Siccome il fatto di essere stato truffato non può essere dipendente né dal proprio reddito Irpef (solo quello, per altro), né dall’ammontare dei propri investimenti, con il meccanismo del decreto si creeranno numerosi casi di immotivata (e incostituzionale) disparità di trattamento fra risparmiatori truffati. Per altro si può benissimo essere ricchissimi, e vivere di rendite non sensibili ai fini della tassazione Irpef e accedere a quei rimborsi automatici. Mentre un signore che abbia un reddito Irpef di 35.500 euro lordi annui e abbia messo da parte nella vita risparmi di 100.500 euro per quanto truffato non avrebbe alcun rimborso. Può capitare, e in ben più di un caso. Ha sicuramente un reddito inferiore a 35 mila euro lordi ai fini Irpef- e quindi avrebbe diritto a quei rimborsi automatici- chi vive di rendite finanziarie, perché su queste viene applicata la ritenuta alla fonte dall’intermediario e il relativo reddito non viene più dichiarato ai fini Irpef.
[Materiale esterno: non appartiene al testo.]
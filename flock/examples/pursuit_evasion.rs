use anyhow::Result;
use clap::Parser;
use flock::{CsvRecorder, RunInfo};
use flock_core::{Env, Trainer, TrainerConfig};
use flock_pursuit_env::{
    sector_codec, sector_observers, PursuitEnv, PursuitEnvConfig, SectorObserverConfig,
};
use serde::{Deserialize, Serialize};
use std::{
    fs::File,
    io::{BufReader, Write},
    path::Path,
};

#[derive(Debug, Default, Clone, PartialEq, Deserialize, Serialize)]
struct PursuitEvasionConfig {
    trainer: TrainerConfig,
    env: PursuitEnvConfig,
    observer: SectorObserverConfig,
}

impl PursuitEvasionConfig {
    fn load(path: impl AsRef<Path>) -> Result<Self> {
        let rdr = BufReader::new(File::open(path)?);
        Ok(serde_yaml::from_reader(rdr)?)
    }

    fn save(&self, path: impl AsRef<Path>) -> Result<()> {
        let mut file = File::create(path)?;
        file.write_all(serde_yaml::to_string(&self)?.as_bytes())?;
        Ok(())
    }
}

/// Train a pursuer and a flock of evaders with tabular actor-critic
#[derive(Parser, Debug)]
#[command(version, about)]
struct Args {
    /// YAML configuration, defaults are used if omitted
    #[arg(short, long)]
    config: Option<String>,

    /// Directory of the CSV outputs
    #[arg(short, long, default_value = "data")]
    out_dir: String,

    /// Number of episodes
    #[arg(long)]
    episodes: Option<usize>,

    /// Number of birds, the pursuer included
    #[arg(long)]
    birds: Option<usize>,

    /// Act and observe on all cores
    #[arg(long, default_value_t = false)]
    parallel: bool,
}

fn config(args: &Args) -> Result<PursuitEvasionConfig> {
    let mut config = match &args.config {
        Some(path) => PursuitEvasionConfig::load(path)?,
        None => PursuitEvasionConfig::default(),
    };
    if let Some(n) = args.episodes {
        config.trainer = config.trainer.n_episodes(n);
    }
    if let Some(n) = args.birds {
        config.env = config.env.n_birds(n);
    }
    if args.parallel {
        config.trainer = config.trainer.parallel(true);
    }
    Ok(config)
}

fn train(config: &PursuitEvasionConfig, out_dir: &str) -> Result<()> {
    let codec = sector_codec(&config.observer)?;
    let observers = sector_observers(&config.env, &config.observer);
    let mut env = PursuitEnv::build(&config.env, config.trainer.seed as i64)?;
    let mut trainer = Trainer::<PursuitEnv>::build(config.trainer.clone(), codec, observers)?;

    let info = RunInfo::new(&config.trainer, config.env.n_birds, codec.n_states());
    let mut recorder = CsvRecorder::create(out_dir, &info)?;
    config.save(Path::new(out_dir).join("config.yaml"))?;

    trainer.train(&mut env, &mut recorder)
}

fn main() -> Result<()> {
    env_logger::Builder::from_env(env_logger::Env::default().default_filter_or("info")).init();

    let args = Args::parse();
    let config = config(&args)?;
    train(&config, &args.out_dir)?;

    Ok(())
}

#[cfg(test)]
mod tests {
    use super::{config, train, Args, PursuitEvasionConfig};
    use anyhow::Result;
    use tempdir::TempDir;

    #[test]
    fn test_pursuit_evasion() -> Result<()> {
        let tmp_dir = TempDir::new("pursuit_evasion")?;
        let out_dir = match tmp_dir.as_ref().to_str() {
            Some(s) => s,
            None => panic!("Failed to get string of temporary directory"),
        };
        let args = Args {
            config: None,
            out_dir: out_dir.to_string(),
            episodes: Some(4),
            birds: Some(5),
            parallel: false,
        };
        let mut config = config(&args)?;
        config.trainer = config
            .trainer
            .episode_length(20)
            .snapshot_interval(2)
            .trajectory_interval(2);
        train(&config, out_dir)?;

        for name in [
            "env_info.csv",
            "pursuer_trajectory.csv",
            "episode.csv",
            "value_policy.csv",
            "config.yaml",
        ] {
            assert!(tmp_dir.path().join(name).exists(), "{} is missing", name);
        }
        assert_eq!(
            PursuitEvasionConfig::load(tmp_dir.path().join("config.yaml"))?,
            config
        );
        Ok(())
    }
}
Quindi grazie al meccanismo del governo può venire tranquillamente rimborsato in automatico un signore che ha comprato un milione e più di obbligazioni subordinate e che vive magari grazie agli interessi percepiti da un patrimonio finanziario di 10 o 20 milioni di euro. Stessa situazione favorevole avrebbe chi vive di rendita immobiliare: può avere tutti i risparmi che vuole in banca, essere proprietario di decine di appartamenti da cui riscuote l’affitto pagandoci sopra la cedolare secca, che essendo esclusa dal calcolo dell’Irpef consente al signore di rientrare nel parametro dei 35 mila euro lordi previsto per il rimborso automatico. Sono mille i casi di disparità: ad esempio verrebbe escluso dai rimborsi chiunque avesse ricevuto nel 2015 una liquidazione superiore ai 35 mila euro lordi, avendo da parte più di 100 mila euro di capitale investito. Per assurdo quei 101 mila euro di capitale potrebbero essere anche del tutto virtuali come le stesse obbligazioni subordinate che oggi valgono zero (o le azioni di altre banche nei guai), ma verrebbero conteggiate lo stesso nel 2015 diventando ostacolo insormontabile.